▸ Information provided
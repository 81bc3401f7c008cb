//! FIFO of pending propagation steps.

use std::collections::VecDeque;

use cubic_utils::BlockPos;

use super::queue_entry::QueueEntry;

/// A FIFO of `(position, entry)` pairs.
///
/// The buffer is kept between updates so steady-state propagation does not allocate.
#[derive(Debug)]
pub struct LightQueue {
    buffer: VecDeque<(BlockPos, QueueEntry)>,
}

impl LightQueue {
    /// Creates a queue with room for 4096 entries.
    #[must_use]
    pub fn new() -> Self {
        Self::with_capacity(4096)
    }

    /// Creates a queue with the given capacity.
    #[must_use]
    pub fn with_capacity(capacity: usize) -> Self {
        Self {
            buffer: VecDeque::with_capacity(capacity),
        }
    }

    /// Appends an entry.
    #[inline]
    pub fn enqueue(&mut self, pos: BlockPos, entry: QueueEntry) {
        self.buffer.push_back((pos, entry));
    }

    /// Removes the oldest entry.
    #[inline]
    pub fn dequeue(&mut self) -> Option<(BlockPos, QueueEntry)> {
        self.buffer.pop_front()
    }

    /// Number of pending entries.
    #[must_use]
    pub fn len(&self) -> usize {
        self.buffer.len()
    }

    /// Whether nothing is pending.
    #[must_use]
    pub fn is_empty(&self) -> bool {
        self.buffer.is_empty()
    }

    /// Drops every pending entry, keeping the allocation.
    pub fn clear(&mut self) {
        self.buffer.clear();
    }
}

impl Default for LightQueue {
    fn default() -> Self {
        Self::new()
    }
}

▸ The task
Check every line of the records, and copy the ones that hold the word "QueueEntry".

▸ Solution for this problem
use super::queue_entry::QueueEntry;
    buffer: VecDeque<(BlockPos, QueueEntry)>,
    pub fn enqueue(&mut self, pos: BlockPos, entry: QueueEntry) {
    pub fn dequeue(&mut self) -> Option<(BlockPos, QueueEntry)> {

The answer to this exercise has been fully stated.